▸ **YOUR GOAL**
Without leaving out a single line, copy the records exactly.
(EXTRACTED DATA Opens)
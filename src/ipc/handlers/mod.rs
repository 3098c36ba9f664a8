pub mod assessments;
pub mod attendance;
pub mod backup;
pub mod bulletin;
pub mod classes;
pub mod core;
pub mod fees;
pub mod lessons;
pub mod messages;
pub mod parents;
pub mod results;
pub mod students;
pub mod subjects;
pub mod teachers;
(EXTRACTED DATA Closes)
▸ **RESULT OF THIS EXERCISE**
filename src/ipc/handlers/mod.rs
repository 3098c36ba9f664a8
pub mod assessments;
pub mod attendance;
pub mod backup;
pub mod bulletin;
pub mod classes;
pub mod core;
pub mod fees;
pub mod lessons;
pub mod messages;
pub mod parents;
pub mod results;
pub mod students;
pub mod subjects;
pub mod teachers;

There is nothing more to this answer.